*Work instructions:* Scan the records for lines with the word "ConnectionClosed", and copy every such line.

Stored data
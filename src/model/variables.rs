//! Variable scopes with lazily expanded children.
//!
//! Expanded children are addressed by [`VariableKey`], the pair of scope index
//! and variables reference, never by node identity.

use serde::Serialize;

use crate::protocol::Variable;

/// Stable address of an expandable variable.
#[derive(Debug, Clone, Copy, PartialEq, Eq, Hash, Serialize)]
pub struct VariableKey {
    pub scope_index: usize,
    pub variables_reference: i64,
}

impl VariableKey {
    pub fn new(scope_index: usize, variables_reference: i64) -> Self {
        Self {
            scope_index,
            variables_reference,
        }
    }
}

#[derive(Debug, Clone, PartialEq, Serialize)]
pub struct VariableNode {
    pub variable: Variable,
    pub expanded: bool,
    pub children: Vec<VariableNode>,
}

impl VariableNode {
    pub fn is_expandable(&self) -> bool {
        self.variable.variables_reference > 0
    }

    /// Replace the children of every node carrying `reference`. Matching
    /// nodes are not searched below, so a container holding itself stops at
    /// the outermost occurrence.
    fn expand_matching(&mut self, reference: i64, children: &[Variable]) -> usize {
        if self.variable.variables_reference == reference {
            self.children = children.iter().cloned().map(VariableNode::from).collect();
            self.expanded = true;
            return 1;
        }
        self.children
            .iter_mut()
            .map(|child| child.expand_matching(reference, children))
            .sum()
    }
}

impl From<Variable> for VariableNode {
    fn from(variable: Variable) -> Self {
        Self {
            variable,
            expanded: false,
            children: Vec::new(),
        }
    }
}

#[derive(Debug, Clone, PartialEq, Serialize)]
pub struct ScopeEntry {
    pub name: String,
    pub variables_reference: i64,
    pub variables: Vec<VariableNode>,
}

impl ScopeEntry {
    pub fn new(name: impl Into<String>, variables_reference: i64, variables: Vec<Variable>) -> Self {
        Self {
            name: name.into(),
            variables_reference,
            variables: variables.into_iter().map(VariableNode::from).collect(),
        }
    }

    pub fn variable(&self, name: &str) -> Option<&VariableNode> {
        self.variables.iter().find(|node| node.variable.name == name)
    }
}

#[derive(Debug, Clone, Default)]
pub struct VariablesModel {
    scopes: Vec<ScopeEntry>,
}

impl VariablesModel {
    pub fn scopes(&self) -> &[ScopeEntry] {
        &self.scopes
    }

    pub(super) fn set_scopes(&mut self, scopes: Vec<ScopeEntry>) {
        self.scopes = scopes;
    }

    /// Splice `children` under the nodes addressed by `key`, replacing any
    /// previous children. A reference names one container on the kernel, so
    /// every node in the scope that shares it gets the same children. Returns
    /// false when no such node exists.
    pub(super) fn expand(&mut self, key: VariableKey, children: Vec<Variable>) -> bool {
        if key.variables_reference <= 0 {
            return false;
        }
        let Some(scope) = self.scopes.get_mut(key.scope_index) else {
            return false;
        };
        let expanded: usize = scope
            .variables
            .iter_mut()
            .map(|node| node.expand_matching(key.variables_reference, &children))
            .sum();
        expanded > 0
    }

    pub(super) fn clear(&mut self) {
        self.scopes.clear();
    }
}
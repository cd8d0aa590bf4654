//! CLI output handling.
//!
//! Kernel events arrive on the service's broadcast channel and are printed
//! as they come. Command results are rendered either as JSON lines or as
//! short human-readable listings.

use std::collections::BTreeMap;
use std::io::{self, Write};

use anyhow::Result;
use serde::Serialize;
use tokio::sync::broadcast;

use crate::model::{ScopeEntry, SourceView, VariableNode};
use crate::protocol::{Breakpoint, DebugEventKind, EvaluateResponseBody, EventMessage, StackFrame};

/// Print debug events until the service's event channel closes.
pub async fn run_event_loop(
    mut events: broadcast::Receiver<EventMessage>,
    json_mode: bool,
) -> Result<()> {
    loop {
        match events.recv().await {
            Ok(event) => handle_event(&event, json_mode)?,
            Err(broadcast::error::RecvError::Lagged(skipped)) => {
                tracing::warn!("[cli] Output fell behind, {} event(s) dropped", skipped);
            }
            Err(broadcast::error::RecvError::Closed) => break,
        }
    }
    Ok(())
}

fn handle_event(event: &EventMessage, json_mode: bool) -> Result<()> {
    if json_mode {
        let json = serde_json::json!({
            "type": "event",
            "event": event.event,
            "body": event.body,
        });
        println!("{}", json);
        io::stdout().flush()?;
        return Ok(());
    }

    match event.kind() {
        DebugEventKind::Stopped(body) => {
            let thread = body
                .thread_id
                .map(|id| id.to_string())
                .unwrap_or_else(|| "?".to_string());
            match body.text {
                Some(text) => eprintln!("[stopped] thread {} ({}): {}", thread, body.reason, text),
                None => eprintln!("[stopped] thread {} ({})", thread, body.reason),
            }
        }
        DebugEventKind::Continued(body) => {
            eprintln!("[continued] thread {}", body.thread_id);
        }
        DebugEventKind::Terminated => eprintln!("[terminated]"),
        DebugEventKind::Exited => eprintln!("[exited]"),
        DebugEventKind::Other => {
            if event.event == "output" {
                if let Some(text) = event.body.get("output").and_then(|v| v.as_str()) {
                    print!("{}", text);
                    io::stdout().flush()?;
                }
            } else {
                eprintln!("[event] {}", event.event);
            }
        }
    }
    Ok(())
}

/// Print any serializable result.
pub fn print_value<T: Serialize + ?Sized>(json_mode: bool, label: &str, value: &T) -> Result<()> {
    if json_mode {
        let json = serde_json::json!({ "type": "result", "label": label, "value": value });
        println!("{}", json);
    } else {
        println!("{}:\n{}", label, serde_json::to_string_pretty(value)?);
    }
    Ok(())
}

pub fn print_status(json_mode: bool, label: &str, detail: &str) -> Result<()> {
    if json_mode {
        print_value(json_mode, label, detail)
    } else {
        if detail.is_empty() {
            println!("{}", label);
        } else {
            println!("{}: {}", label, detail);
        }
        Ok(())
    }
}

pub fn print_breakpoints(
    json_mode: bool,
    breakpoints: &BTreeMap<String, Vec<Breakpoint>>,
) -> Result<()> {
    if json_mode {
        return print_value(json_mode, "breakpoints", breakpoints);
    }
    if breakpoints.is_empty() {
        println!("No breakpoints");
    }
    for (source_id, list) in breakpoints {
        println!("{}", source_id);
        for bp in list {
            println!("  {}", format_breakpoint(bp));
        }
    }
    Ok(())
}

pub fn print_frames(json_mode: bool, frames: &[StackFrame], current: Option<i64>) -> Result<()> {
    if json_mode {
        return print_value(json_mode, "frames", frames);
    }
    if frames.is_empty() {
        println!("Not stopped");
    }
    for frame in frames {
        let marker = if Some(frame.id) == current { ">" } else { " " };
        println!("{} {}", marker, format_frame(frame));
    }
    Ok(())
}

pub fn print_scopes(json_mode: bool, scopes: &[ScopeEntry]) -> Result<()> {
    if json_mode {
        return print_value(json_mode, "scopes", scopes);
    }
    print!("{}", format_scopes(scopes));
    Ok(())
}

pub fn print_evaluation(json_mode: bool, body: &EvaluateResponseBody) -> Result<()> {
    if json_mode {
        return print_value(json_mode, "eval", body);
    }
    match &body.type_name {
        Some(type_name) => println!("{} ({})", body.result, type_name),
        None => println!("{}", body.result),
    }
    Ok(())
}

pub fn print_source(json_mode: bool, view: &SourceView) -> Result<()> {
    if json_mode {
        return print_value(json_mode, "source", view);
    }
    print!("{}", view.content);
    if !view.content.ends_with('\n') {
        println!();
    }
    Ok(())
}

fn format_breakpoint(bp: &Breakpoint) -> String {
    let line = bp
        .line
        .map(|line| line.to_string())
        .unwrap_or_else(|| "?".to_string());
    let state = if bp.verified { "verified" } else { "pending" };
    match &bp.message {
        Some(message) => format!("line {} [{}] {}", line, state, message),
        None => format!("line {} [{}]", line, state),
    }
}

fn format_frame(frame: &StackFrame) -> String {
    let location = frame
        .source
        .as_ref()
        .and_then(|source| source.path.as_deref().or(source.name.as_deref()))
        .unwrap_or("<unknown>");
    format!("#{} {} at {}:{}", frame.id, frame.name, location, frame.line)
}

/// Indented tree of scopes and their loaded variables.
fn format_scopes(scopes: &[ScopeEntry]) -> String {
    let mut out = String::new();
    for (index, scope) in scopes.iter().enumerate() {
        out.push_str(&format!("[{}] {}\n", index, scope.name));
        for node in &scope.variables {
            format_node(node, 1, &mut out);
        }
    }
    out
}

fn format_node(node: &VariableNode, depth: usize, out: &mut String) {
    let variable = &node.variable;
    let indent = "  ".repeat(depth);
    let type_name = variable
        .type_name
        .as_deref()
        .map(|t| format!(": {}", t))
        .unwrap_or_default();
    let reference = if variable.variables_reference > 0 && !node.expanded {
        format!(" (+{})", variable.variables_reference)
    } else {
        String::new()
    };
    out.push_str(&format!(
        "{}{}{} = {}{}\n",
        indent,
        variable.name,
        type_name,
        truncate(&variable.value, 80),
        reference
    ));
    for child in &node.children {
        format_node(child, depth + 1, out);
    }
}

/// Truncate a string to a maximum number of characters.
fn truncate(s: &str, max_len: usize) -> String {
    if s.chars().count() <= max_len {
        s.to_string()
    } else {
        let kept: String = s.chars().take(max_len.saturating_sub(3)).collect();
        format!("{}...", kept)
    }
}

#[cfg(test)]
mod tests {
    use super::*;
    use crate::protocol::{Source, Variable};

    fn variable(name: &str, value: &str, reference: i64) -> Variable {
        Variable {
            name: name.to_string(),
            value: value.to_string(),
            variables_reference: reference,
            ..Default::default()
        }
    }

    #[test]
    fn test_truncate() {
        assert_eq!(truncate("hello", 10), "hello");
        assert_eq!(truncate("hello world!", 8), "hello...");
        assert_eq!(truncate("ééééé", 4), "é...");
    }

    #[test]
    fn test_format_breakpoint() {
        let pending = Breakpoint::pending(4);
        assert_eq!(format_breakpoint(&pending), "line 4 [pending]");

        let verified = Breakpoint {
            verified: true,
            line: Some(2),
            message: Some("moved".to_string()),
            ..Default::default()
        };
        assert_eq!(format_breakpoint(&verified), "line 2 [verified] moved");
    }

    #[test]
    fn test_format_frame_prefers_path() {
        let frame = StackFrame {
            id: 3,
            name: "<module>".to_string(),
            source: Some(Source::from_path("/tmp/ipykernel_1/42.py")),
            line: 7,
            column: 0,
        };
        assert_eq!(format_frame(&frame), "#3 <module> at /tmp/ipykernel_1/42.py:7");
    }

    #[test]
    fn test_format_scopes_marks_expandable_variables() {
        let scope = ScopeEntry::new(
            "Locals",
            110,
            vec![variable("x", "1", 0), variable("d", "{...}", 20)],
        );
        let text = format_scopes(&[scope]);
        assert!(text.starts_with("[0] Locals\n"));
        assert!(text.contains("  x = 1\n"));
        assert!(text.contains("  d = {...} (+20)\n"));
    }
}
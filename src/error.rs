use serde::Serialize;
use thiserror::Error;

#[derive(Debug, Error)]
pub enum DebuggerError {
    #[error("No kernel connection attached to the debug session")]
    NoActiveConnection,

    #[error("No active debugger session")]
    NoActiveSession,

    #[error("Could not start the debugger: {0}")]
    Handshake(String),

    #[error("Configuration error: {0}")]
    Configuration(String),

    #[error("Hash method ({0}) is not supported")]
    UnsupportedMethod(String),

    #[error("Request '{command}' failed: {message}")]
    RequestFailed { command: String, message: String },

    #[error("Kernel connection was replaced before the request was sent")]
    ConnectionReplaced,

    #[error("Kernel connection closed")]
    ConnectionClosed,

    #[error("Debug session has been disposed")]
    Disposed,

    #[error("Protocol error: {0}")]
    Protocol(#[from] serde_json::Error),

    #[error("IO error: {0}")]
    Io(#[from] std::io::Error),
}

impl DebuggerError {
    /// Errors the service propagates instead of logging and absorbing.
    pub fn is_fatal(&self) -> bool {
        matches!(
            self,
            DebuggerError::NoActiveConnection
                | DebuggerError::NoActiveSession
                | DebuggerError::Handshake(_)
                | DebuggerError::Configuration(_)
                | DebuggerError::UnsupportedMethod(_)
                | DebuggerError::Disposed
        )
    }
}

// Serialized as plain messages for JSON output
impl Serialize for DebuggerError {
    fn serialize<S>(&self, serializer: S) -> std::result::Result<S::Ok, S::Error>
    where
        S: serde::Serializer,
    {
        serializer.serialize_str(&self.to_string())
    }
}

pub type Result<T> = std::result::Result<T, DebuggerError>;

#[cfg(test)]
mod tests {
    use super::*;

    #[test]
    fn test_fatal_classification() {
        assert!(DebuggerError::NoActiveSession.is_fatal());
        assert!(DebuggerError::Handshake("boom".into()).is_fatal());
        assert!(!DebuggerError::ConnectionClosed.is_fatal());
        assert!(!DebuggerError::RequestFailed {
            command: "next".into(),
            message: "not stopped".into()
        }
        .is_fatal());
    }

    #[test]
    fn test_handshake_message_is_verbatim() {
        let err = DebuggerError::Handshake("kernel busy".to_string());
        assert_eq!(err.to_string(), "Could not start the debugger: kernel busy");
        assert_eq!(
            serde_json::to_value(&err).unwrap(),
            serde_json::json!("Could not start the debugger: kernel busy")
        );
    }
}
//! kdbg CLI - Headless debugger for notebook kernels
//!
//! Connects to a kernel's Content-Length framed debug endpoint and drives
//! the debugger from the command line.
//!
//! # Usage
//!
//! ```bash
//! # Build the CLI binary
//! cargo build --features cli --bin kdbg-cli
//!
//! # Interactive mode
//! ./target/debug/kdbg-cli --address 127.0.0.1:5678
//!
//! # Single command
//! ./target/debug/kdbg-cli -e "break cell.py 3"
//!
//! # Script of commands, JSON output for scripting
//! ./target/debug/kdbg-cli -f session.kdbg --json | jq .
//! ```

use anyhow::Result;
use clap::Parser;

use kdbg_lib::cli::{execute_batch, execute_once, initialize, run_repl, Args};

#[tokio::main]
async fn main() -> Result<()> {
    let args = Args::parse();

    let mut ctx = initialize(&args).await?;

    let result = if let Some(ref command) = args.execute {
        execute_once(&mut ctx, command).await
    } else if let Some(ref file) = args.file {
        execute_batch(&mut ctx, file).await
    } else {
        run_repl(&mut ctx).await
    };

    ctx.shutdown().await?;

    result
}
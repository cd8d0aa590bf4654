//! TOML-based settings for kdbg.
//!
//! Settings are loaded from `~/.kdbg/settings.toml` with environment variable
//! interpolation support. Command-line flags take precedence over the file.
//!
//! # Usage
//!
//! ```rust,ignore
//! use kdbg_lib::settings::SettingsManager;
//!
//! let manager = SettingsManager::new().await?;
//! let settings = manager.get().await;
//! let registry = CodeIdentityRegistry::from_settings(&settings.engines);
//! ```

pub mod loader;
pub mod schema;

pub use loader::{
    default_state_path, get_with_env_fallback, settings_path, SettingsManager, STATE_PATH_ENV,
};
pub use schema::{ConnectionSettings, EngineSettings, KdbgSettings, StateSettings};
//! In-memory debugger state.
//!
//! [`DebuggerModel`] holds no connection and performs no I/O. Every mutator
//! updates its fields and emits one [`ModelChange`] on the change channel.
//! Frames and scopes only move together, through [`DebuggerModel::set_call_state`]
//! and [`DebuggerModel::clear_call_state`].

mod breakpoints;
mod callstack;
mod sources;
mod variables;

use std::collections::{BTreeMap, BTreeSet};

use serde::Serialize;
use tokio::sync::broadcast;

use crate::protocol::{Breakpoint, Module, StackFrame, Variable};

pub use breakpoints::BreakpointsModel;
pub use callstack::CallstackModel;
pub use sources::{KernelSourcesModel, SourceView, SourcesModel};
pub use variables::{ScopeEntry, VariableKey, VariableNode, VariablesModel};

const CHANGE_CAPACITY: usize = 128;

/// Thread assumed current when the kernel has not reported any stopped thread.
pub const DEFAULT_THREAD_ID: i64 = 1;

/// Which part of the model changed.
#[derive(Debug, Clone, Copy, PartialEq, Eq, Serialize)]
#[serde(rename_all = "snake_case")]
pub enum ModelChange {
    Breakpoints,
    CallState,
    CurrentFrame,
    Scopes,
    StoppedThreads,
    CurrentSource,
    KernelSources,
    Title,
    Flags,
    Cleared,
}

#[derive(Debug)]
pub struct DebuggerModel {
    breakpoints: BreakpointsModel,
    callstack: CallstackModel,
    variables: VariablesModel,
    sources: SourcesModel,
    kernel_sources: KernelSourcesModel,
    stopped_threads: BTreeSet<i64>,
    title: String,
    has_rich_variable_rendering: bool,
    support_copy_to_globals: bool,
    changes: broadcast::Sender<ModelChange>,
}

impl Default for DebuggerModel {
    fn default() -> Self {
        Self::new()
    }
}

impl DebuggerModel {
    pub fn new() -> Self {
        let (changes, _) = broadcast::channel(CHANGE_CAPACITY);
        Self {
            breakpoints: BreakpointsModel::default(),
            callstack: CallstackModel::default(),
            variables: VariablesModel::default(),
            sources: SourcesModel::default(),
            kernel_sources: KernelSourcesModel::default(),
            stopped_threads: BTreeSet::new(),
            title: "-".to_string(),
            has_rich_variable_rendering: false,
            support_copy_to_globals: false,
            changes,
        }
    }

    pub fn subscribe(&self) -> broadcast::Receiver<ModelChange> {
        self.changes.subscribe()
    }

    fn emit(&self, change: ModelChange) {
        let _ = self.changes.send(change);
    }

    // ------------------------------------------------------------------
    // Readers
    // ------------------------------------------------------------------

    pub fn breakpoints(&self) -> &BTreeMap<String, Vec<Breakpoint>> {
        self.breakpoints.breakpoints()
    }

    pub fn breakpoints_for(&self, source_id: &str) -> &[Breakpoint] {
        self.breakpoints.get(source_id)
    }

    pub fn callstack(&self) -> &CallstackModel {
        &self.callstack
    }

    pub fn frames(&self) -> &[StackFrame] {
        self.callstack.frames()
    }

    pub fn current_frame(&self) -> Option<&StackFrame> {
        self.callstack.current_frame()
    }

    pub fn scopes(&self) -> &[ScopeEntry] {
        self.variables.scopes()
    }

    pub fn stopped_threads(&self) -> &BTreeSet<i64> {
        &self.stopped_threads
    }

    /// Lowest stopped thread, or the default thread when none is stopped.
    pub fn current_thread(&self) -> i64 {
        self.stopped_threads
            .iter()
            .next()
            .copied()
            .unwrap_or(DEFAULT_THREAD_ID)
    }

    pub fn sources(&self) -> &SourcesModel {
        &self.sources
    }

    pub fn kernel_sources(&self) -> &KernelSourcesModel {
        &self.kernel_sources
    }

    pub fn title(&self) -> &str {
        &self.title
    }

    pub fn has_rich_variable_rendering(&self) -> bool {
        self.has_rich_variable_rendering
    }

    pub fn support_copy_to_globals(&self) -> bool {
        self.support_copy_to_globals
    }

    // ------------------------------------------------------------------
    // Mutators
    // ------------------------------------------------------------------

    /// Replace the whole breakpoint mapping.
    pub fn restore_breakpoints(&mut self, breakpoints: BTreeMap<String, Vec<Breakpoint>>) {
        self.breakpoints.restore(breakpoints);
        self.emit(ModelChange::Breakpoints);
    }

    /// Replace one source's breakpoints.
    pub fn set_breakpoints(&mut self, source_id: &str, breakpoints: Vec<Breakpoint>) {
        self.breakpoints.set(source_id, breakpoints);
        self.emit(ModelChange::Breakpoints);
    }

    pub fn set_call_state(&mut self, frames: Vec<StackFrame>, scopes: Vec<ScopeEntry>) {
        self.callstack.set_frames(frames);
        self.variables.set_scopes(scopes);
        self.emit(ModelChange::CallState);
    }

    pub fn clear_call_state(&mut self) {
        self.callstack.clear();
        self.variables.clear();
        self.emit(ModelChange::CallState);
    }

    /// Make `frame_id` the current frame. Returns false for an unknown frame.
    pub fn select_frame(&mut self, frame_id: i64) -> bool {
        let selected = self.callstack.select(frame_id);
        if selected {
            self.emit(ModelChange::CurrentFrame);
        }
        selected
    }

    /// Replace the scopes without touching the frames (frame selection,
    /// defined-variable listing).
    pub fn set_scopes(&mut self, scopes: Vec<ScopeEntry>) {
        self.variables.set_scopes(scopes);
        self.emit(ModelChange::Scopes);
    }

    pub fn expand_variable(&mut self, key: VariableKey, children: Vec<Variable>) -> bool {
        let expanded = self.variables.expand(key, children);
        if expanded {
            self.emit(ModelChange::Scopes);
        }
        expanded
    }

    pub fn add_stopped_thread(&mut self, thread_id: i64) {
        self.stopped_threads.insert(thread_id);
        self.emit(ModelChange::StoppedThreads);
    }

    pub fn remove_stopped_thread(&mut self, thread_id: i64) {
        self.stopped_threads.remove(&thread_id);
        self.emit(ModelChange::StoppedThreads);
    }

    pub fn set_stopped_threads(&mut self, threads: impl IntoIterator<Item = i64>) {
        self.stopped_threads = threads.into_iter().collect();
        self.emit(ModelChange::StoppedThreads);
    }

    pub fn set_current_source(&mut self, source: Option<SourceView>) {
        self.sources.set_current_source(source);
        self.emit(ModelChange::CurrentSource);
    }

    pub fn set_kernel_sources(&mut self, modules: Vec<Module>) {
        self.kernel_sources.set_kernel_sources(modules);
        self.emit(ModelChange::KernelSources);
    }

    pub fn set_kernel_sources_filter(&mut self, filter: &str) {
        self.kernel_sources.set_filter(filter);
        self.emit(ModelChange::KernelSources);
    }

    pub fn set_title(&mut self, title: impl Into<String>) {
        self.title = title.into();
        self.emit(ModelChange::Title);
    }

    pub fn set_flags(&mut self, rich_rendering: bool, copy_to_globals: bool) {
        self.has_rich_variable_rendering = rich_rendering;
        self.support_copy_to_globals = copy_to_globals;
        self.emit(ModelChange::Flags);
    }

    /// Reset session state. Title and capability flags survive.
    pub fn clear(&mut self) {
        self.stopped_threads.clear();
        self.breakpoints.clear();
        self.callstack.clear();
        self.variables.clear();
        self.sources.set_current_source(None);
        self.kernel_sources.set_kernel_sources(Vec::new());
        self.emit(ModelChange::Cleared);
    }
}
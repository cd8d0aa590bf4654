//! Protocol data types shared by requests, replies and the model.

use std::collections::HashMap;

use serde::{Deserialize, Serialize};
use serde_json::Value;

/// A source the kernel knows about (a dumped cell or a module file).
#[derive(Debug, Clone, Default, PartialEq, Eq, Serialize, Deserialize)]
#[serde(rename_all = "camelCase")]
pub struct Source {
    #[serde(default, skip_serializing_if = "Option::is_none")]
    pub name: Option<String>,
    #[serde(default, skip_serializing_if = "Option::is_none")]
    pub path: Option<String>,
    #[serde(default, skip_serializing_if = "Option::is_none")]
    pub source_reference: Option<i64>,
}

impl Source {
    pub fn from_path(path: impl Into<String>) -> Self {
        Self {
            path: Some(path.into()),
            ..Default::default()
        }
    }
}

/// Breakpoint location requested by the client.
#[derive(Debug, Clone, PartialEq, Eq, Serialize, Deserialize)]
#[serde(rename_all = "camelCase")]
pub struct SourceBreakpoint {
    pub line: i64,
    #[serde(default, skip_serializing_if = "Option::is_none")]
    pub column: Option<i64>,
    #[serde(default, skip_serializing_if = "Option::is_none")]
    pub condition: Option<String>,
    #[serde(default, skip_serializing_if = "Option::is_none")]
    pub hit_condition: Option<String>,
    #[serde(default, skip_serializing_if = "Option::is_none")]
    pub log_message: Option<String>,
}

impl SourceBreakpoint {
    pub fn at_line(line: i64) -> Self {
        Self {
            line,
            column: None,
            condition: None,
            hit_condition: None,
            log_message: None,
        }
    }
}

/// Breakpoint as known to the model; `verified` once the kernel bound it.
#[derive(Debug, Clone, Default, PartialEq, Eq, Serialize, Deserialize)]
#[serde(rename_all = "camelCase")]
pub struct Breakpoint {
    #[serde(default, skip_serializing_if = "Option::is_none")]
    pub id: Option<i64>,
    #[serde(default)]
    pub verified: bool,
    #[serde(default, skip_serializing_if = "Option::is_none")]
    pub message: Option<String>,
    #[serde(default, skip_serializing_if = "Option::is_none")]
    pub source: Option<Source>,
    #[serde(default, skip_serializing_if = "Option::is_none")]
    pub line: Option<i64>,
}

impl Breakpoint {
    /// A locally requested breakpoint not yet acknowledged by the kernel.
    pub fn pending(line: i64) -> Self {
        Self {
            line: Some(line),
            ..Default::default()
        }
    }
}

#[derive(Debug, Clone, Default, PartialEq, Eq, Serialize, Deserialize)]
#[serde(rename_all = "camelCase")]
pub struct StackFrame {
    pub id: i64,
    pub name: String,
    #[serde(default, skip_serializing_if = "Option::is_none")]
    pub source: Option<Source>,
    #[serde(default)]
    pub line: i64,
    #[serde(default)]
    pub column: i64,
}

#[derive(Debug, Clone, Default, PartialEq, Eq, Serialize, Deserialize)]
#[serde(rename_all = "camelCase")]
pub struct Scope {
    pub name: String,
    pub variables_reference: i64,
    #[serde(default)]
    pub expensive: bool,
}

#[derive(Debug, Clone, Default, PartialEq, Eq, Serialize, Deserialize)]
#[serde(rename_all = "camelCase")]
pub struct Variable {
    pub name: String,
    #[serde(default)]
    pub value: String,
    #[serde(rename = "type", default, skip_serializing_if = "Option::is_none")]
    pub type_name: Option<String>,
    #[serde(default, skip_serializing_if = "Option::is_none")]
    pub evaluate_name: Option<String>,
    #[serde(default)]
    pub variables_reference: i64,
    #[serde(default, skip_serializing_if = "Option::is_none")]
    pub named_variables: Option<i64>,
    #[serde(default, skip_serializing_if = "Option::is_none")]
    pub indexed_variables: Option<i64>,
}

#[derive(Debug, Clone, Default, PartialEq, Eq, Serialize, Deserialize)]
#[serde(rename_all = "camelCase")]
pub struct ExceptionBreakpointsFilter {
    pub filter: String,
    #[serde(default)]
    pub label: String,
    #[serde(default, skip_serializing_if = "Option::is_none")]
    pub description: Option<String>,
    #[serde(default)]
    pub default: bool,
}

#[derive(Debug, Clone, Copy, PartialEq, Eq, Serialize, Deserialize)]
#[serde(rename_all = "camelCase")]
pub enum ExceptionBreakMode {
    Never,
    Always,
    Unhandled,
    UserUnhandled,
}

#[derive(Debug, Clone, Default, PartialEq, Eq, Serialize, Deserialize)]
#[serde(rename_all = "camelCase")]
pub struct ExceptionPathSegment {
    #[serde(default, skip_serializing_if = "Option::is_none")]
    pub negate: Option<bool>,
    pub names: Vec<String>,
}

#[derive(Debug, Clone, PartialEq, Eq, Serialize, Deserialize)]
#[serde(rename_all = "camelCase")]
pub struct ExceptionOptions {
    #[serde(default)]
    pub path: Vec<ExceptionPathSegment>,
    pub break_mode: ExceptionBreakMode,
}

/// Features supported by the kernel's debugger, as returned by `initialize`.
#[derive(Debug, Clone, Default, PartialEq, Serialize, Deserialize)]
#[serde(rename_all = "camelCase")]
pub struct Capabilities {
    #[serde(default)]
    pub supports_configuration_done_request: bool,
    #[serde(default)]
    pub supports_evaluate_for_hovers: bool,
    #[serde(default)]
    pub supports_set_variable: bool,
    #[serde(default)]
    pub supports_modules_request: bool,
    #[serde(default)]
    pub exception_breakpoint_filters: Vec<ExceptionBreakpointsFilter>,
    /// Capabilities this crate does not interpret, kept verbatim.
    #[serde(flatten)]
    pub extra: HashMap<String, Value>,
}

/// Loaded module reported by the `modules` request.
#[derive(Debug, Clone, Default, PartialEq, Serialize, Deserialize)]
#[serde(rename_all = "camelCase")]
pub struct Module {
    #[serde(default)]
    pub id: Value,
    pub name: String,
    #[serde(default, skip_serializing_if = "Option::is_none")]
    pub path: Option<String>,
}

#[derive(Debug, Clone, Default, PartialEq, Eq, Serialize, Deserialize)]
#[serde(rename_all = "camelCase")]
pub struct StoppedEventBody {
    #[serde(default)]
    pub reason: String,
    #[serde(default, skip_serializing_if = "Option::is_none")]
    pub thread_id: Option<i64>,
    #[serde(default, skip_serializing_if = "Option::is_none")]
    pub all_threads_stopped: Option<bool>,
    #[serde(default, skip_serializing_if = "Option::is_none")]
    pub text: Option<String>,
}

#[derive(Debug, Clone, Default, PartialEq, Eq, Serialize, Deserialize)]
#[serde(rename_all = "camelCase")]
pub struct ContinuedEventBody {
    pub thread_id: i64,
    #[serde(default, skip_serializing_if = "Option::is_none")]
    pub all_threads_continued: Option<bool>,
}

*Result of the task:*
    ConnectionClosed,
        assert!(!DebuggerError::ConnectionClosed.is_fatal());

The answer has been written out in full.